(Stored data entries)
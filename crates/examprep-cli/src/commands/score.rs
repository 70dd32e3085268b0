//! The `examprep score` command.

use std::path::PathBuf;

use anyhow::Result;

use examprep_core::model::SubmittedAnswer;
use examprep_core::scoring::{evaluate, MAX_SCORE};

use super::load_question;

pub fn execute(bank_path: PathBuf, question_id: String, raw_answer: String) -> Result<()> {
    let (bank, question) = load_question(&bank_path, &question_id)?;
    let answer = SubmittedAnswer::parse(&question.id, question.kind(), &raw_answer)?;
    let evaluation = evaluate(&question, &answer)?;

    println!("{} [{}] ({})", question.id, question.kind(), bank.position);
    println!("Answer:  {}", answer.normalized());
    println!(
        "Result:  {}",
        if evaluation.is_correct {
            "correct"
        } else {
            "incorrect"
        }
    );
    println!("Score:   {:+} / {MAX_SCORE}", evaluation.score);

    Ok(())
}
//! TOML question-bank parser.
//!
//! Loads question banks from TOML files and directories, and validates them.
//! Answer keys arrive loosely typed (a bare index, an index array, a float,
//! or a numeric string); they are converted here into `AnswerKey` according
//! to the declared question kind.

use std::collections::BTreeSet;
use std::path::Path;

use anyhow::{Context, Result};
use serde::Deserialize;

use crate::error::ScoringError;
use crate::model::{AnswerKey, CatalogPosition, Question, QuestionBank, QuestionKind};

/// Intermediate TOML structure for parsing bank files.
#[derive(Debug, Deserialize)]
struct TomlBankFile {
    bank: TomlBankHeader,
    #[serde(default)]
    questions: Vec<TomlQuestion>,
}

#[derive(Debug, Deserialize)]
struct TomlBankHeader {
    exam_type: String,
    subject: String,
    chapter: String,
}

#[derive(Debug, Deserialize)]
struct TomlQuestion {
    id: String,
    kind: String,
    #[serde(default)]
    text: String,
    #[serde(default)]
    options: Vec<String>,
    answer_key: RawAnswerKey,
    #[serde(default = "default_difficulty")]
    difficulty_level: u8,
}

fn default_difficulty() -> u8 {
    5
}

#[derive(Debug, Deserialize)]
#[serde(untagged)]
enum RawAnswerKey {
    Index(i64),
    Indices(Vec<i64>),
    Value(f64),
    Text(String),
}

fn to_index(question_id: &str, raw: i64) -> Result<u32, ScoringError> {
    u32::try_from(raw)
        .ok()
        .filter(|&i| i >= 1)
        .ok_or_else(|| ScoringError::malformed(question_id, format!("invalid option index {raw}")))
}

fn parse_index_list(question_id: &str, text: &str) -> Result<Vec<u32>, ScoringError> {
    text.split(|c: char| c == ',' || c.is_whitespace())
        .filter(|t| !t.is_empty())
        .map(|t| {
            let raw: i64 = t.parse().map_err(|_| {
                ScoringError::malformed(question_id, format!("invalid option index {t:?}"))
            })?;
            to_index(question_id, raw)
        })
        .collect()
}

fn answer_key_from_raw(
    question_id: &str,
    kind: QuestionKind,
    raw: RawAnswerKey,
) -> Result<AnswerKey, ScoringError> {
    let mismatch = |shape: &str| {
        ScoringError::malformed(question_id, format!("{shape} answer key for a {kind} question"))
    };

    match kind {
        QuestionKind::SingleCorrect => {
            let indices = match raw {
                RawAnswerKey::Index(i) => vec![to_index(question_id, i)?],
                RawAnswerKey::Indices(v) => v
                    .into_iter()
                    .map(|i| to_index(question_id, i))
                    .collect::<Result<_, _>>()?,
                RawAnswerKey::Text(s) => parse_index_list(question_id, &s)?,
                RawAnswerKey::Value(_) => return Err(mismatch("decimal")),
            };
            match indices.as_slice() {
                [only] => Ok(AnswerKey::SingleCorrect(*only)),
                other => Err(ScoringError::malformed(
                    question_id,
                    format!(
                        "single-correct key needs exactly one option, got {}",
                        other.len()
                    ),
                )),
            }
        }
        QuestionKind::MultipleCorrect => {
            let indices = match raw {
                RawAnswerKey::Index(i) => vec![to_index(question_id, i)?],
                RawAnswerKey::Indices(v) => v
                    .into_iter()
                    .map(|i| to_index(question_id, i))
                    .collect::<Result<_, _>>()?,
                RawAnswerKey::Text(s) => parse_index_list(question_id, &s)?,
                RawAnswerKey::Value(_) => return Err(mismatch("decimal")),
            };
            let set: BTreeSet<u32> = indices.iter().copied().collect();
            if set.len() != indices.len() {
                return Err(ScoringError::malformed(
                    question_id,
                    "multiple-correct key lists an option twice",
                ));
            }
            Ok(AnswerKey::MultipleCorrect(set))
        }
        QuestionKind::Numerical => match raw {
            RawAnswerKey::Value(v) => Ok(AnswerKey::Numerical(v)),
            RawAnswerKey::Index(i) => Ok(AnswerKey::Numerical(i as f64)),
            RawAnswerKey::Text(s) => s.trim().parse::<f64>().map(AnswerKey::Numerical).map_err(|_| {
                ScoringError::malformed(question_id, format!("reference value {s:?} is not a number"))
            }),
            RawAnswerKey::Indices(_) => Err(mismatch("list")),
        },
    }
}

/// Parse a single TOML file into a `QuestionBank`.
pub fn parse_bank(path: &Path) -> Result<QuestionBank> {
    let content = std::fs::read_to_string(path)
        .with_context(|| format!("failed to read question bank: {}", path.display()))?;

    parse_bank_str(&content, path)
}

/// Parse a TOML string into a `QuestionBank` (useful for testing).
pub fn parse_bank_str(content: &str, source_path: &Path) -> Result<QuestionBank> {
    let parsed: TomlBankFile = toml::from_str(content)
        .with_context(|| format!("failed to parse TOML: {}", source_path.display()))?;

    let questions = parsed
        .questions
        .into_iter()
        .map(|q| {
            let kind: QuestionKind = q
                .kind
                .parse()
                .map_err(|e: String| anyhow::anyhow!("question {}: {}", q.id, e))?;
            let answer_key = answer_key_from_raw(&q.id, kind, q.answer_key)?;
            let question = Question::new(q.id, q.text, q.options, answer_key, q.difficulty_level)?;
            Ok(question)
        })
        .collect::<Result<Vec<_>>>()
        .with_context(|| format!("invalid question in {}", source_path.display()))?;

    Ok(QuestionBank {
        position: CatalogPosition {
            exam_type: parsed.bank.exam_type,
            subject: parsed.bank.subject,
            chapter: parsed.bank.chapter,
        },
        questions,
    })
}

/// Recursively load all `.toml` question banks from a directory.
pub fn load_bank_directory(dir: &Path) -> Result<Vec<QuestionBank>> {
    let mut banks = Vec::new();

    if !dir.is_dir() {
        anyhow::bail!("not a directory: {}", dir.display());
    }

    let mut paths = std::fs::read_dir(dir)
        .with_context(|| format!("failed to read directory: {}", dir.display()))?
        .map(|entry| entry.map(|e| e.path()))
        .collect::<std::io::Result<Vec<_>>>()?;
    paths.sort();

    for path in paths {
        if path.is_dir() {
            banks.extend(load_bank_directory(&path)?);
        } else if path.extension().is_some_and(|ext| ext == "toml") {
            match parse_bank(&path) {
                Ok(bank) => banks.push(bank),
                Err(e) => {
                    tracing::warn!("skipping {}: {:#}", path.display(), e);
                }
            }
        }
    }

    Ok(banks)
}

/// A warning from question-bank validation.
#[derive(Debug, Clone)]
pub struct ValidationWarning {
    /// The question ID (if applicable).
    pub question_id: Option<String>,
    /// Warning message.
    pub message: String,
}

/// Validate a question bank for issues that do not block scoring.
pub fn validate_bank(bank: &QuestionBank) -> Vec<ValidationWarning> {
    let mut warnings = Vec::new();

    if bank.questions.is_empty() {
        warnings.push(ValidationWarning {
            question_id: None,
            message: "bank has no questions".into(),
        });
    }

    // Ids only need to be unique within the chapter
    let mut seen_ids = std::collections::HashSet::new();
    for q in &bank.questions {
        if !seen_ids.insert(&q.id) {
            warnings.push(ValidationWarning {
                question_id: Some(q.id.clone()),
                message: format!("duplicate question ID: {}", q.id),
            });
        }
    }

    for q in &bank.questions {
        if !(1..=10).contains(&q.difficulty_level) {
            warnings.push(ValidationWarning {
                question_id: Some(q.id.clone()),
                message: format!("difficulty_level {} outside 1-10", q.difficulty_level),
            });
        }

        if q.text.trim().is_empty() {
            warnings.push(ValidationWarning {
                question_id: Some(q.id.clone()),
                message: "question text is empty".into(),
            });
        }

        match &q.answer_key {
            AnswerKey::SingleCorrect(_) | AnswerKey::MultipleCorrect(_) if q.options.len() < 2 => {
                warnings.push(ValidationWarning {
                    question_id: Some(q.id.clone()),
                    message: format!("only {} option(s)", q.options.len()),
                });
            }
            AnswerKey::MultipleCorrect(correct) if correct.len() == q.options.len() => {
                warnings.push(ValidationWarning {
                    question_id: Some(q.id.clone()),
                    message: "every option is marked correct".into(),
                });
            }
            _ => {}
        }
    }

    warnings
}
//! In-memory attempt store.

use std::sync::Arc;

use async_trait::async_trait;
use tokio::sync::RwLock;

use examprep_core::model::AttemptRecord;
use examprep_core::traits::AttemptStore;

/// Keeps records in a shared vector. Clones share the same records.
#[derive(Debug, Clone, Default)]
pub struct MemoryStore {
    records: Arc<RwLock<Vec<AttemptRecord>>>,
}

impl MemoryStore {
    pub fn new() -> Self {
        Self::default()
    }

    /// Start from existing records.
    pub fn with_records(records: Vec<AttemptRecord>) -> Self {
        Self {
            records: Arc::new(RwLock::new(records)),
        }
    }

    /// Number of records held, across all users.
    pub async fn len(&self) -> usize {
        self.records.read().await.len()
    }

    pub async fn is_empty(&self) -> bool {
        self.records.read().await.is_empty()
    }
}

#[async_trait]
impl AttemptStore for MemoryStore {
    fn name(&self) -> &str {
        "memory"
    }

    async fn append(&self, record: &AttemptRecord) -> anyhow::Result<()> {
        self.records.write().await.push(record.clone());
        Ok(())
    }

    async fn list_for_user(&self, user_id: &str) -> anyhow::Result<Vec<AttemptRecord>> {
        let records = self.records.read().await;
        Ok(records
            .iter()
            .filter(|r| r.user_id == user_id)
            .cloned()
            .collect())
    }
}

• **Exercise**: Determine how many lines of the records hold the word "message", giving only that number.

• **Completed task**: 8